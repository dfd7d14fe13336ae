// validate.rs — Structural validation of the inferred graph
//
// Runs after inference, before folding. Enforces: every required input pin
// is connected; the edge set minus recursion back-edges is acyclic;
// cross-stage edges originate from declared stage outputs; buffer
// capacities are constant-rate; cell delays are at least one sample;
// external and stage output pins carry their declared shapes.
//
// Preconditions: graph built and inferred (pin shapes and rates set).
// Postconditions: returns all violations as diagnostics; the graph is not
//   modified.
// Failure modes: none of its own — every finding is a diagnostic.
// Side effects: none.

use crate::diag::{codes, Diagnostic};
use crate::graph::{Graph, NodeKind, PinRef};
use crate::registry::{Rate, ScalarType, Shape};
use crate::resolve::ResolvedProgram;

/// Result of validation.
#[derive(Debug)]
pub struct ValidateResult {
    pub diagnostics: Vec<Diagnostic>,
}

/// Validate the inferred graph.
pub fn validate(graph: &Graph, resolved: &ResolvedProgram) -> ValidateResult {
    let mut v = Validator {
        graph,
        resolved,
        diagnostics: Vec::new(),
    };
    v.check_required_pins();
    v.check_outputs_written();
    v.check_cycles();
    v.check_cross_stage_edges();
    v.check_capacity_rates();
    v.check_cell_delays();
    v.check_declared_shapes();
    ValidateResult {
        diagnostics: v.diagnostics,
    }
}

struct Validator<'a> {
    graph: &'a Graph,
    resolved: &'a ResolvedProgram,
    diagnostics: Vec<Diagnostic>,
}

impl<'a> Validator<'a> {
    fn error(
        &mut self,
        code: crate::diag::DiagCode,
        span: Option<crate::ast::Span>,
        message: impl Into<String>,
    ) {
        let span = span.unwrap_or_else(|| (0..0).into());
        self.diagnostics.push(Diagnostic::error(code, span, message));
    }

    /// Every input pin of every live node must be fed. The only pins that
    /// may legally be open are none — optional inputs do not exist in this
    /// kind set; discard pins are created connected.
    fn check_required_pins(&mut self) {
        let mut reports = Vec::new();
        for node in self.graph.live_nodes() {
            for pin in 0..node.inputs.len() {
                let pin_ref = PinRef { node: node.id, pin };
                if self.graph.edges_into(pin_ref).next().is_none() {
                    let label = node
                        .inputs
                        .name_of(pin)
                        .map(|name| format!("'{name}'"))
                        .unwrap_or_else(|| format!("{pin}"));
                    reports.push((
                        node.span,
                        format!("required input pin {label} is not connected"),
                    ));
                }
            }
        }
        for (span, message) in reports {
            self.error(codes::STRUCT_MISSING_PIN, span, message);
        }
    }

    /// Every declared external output must be driven by some stage.
    fn check_outputs_written(&mut self) {
        for (index, decl) in self.resolved.external.outputs.iter().enumerate() {
            let written = self.graph.live_nodes().any(|node| {
                matches!(&node.kind, NodeKind::WriteOutput { index: i } if *i == index)
            });
            if !written {
                self.diagnostics.push(Diagnostic::error(
                    codes::STRUCT_MISSING_PIN,
                    decl.span,
                    format!("external output '{}' is never written", decl.name),
                ));
            }
        }
    }

    /// The directed edge set minus cell back-edges must be acyclic. Buffer
    /// write→read pairs carry no structural edge, so they need no
    /// exclusion here.
    fn check_cycles(&mut self) {
        if let Err(stuck) = self.graph.topo_order() {
            let mut diag = Diagnostic::error(
                codes::STRUCT_CYCLE,
                stuck
                    .first()
                    .and_then(|id| self.graph.node(*id).span)
                    .unwrap_or_else(|| (0..0).into()),
                "the graph contains a cycle that does not pass through a \
                 recursion cell or delay buffer",
            );
            for id in stuck.iter().skip(1).take(4) {
                if let Some(span) = self.graph.node(*id).span {
                    diag = diag.with_related(span, "also part of the cycle");
                }
            }
            self.diagnostics.push(diag);
        }
    }

    /// A cross-stage edge must originate from a declared stage output.
    fn check_cross_stage_edges(&mut self) {
        let mut reports = Vec::new();
        for edge in &self.graph.edges {
            let src = self.graph.node(edge.src.node);
            let dst = self.graph.node(edge.dst.node);
            if src.stage != dst.stage && !matches!(src.kind, NodeKind::StageOutput { .. }) {
                reports.push((
                    edge.span,
                    format!(
                        "edge crosses from stage '{}' to stage '{}' without a declared output",
                        self.graph.stages[src.stage.0 as usize].name,
                        self.graph.stages[dst.stage.0 as usize].name
                    ),
                ));
            }
        }
        for (span, message) in reports {
            self.error(codes::STRUCT_CROSS_STAGE, span, message);
        }
    }

    /// Buffer capacities must be constant-rate. The folder later insists
    /// on an actual literal; the rate check is what rejects signals.
    fn check_capacity_rates(&mut self) {
        let mut reports = Vec::new();
        for node in self.graph.live_nodes() {
            if let NodeKind::BufferCap { buffer } = &node.kind {
                let rate = node.inputs.pins[0].rate;
                if matches!(rate, Some(Rate::Block | Rate::Sample)) {
                    let name = &self.graph.buffers[buffer.0 as usize].name;
                    reports.push((
                        node.span,
                        format!(
                            "capacity of buffer '{name}' must be constant, \
                             but its value is {}-rate",
                            rate.expect("matched above")
                        ),
                    ));
                }
            }
        }
        for (span, message) in reports {
            self.error(codes::RATE_TOO_HIGH, span, message);
        }
    }

    fn check_cell_delays(&mut self) {
        let mut reports = Vec::new();
        for node in self.graph.live_nodes() {
            if let NodeKind::Cell { delay, .. } = &node.kind {
                if *delay < 1 {
                    reports.push((node.span, "cell delay must be at least 1".to_string()));
                }
            }
        }
        for (span, message) in reports {
            self.error(codes::STRUCT_BAD_CELL_DELAY, span, message);
        }
    }

    /// External output and stage output pins must carry exactly their
    /// declared shapes after inference.
    fn check_declared_shapes(&mut self) {
        let mut reports = Vec::new();
        for node in self.graph.live_nodes() {
            match &node.kind {
                NodeKind::WriteOutput { index } => {
                    let decl = &self.resolved.external.outputs[*index];
                    let expected = Shape::new(ScalarType::F32, decl.width);
                    let actual = node.inputs.pins[0].shape;
                    if actual != Some(expected) {
                        reports.push((
                            node.span,
                            format!(
                                "output '{}' is declared {expected} but receives {}",
                                decl.name,
                                describe(actual)
                            ),
                        ));
                    }
                }
                NodeKind::StageOutput { stage, index } => {
                    let info = &self.graph.stages[stage.0 as usize].outputs[*index];
                    let actual = node.inputs.pins[0].shape;
                    if actual != Some(info.shape) {
                        reports.push((
                            node.span,
                            format!(
                                "stage output '{}' is declared {} but receives {}",
                                info.name,
                                info.shape,
                                describe(actual)
                            ),
                        ));
                    }
                }
                _ => {}
            }
        }
        for (span, message) in reports {
            self.error(codes::STRUCT_OUTPUT_SHAPE, span, message);
        }
    }
}

fn describe(shape: Option<Shape>) -> String {
    match shape {
        Some(shape) => shape.to_string(),
        None => "an unresolved value".to_string(),
    }
}

// ── Tests ──

#[cfg(test)]
mod tests {
    use super::*;
    use crate::graph::build_graph;
    use crate::infer::infer;
    use crate::parser::parse;
    use crate::registry::Registry;
    use crate::resolve::resolve;

    const HEADER: &str = "program t;\nexternal { sr: 48000, block_size: 64, \
                          inputs: [ { name: a, width: 1 }, { name: b, width: 1 } ], \
                          outputs: [ { name: o, width: 1 } ], \
                          properties: [] }\n";

    /// Run the pipeline through validate; returns validator diagnostics
    /// only (earlier phases must be clean).
    fn validate_src(source: &str) -> Vec<Diagnostic> {
        let registry = Registry::new();
        let parsed = parse(source);
        assert!(parsed.errors.is_empty(), "parse failed: {:?}", parsed.errors);
        let program = parsed.program.unwrap();
        let resolved = resolve(&program, &registry);
        assert!(
            !crate::diag::has_errors(&resolved.diagnostics),
            "resolve failed: {:?}",
            resolved.diagnostics
        );
        let built = build_graph(&program, &resolved.resolved, &registry);
        assert!(
            !crate::diag::has_errors(&built.diagnostics),
            "build failed: {:?}",
            built.diagnostics
        );
        let mut graph = built.graph;
        let inferred = infer(&mut graph, &resolved.resolved);
        assert!(
            !crate::diag::has_errors(&inferred.diagnostics),
            "inference failed: {:?}",
            inferred.diagnostics
        );
        validate(&graph, &resolved.resolved).diagnostics
    }

    fn assert_clean(source: &str) {
        let diagnostics = validate_src(source);
        assert!(
            !crate::diag::has_errors(&diagnostics),
            "unexpected validation errors: {:?}",
            diagnostics
        );
    }

    fn assert_rejected(source: &str, code: crate::diag::DiagCode) {
        let diagnostics = validate_src(source);
        assert!(
            diagnostics.iter().any(|d| d.code == Some(code)),
            "expected {code}, got: {diagnostics:?}"
        );
    }

    #[test]
    fn clean_mix_program() {
        assert_clean(&format!("{HEADER}stage main() {{ a + b -> o; }}"));
    }

    #[test]
    fn clean_feedback_through_cell() {
        assert_clean(&format!(
            "{HEADER}stage main() {{ cell (prev, nxt): f32(1); \
             nxt <- (a * 0.1f32) + (prev * 0.9f32); prev -> o; }}"
        ));
    }

    #[test]
    fn clean_delay_line() {
        assert_clean(&format!(
            "{HEADER}stage main() {{ buffer buf(128): f32(1); \
             delwrite(buf, a); delread(buf, 64) -> o; }}"
        ));
    }

    #[test]
    fn missing_required_pin() {
        // biquad.lowpass with no q connected.
        assert_rejected(
            &format!(
                "{HEADER}stage main() {{ {{ a, frequency: 440.0f32 }} \
                 -> biquad.lowpass -> o; }}"
            ),
            codes::STRUCT_MISSING_PIN,
        );
    }

    #[test]
    fn missing_stage_output_assignment() {
        assert_rejected(
            &format!("{HEADER}stage main(extra = f32(1)) {{ a -> o; }}"),
            codes::STRUCT_MISSING_PIN,
        );
    }

    #[test]
    fn plain_cycle_rejected() {
        // x and y feed each other with no cell in between.
        assert_rejected(
            &format!(
                "{HEADER}stage main() {{ let x = f32; let y = f32(x); \
                 y -> x; a -> x; x -> o; }}"
            ),
            codes::STRUCT_CYCLE,
        );
    }

    #[test]
    fn sample_rate_capacity_rejected() {
        // Buffer capacity driven by an input signal is a rate violation.
        assert_rejected(
            &format!(
                "{HEADER}stage main() {{ buffer buf(a): f32(1); \
                 delwrite(buf, a); delread(buf, 1) -> o; }}"
            ),
            codes::RATE_TOO_HIGH,
        );
    }

    #[test]
    fn converted_signal_capacity_still_rejected() {
        assert_rejected(
            &format!(
                "{HEADER}stage main() {{ buffer buf(i64(a)): f32(1); \
                 delwrite(buf, a); delread(buf, 1) -> o; }}"
            ),
            codes::RATE_TOO_HIGH,
        );
    }

    #[test]
    fn constant_capacity_expression_ok() {
        assert_clean(&format!(
            "{HEADER}stage main() {{ buffer buf(2 * 64): f32(1); \
             delwrite(buf, a); delread(buf, 1) -> o; }}"
        ));
    }

    #[test]
    fn unwritten_external_output_rejected() {
        assert_rejected(
            &format!("{HEADER}stage main() {{ sin(a); }}"),
            codes::STRUCT_MISSING_PIN,
        );
    }
}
------------------------------------
→ **Your goal**
Where in the entries above does the word "their" appear? Copy each line that has it.

→ **Exercise solution**
// external and stage output pins carry their declared shapes.
    /// External output and stage output pins must carry exactly their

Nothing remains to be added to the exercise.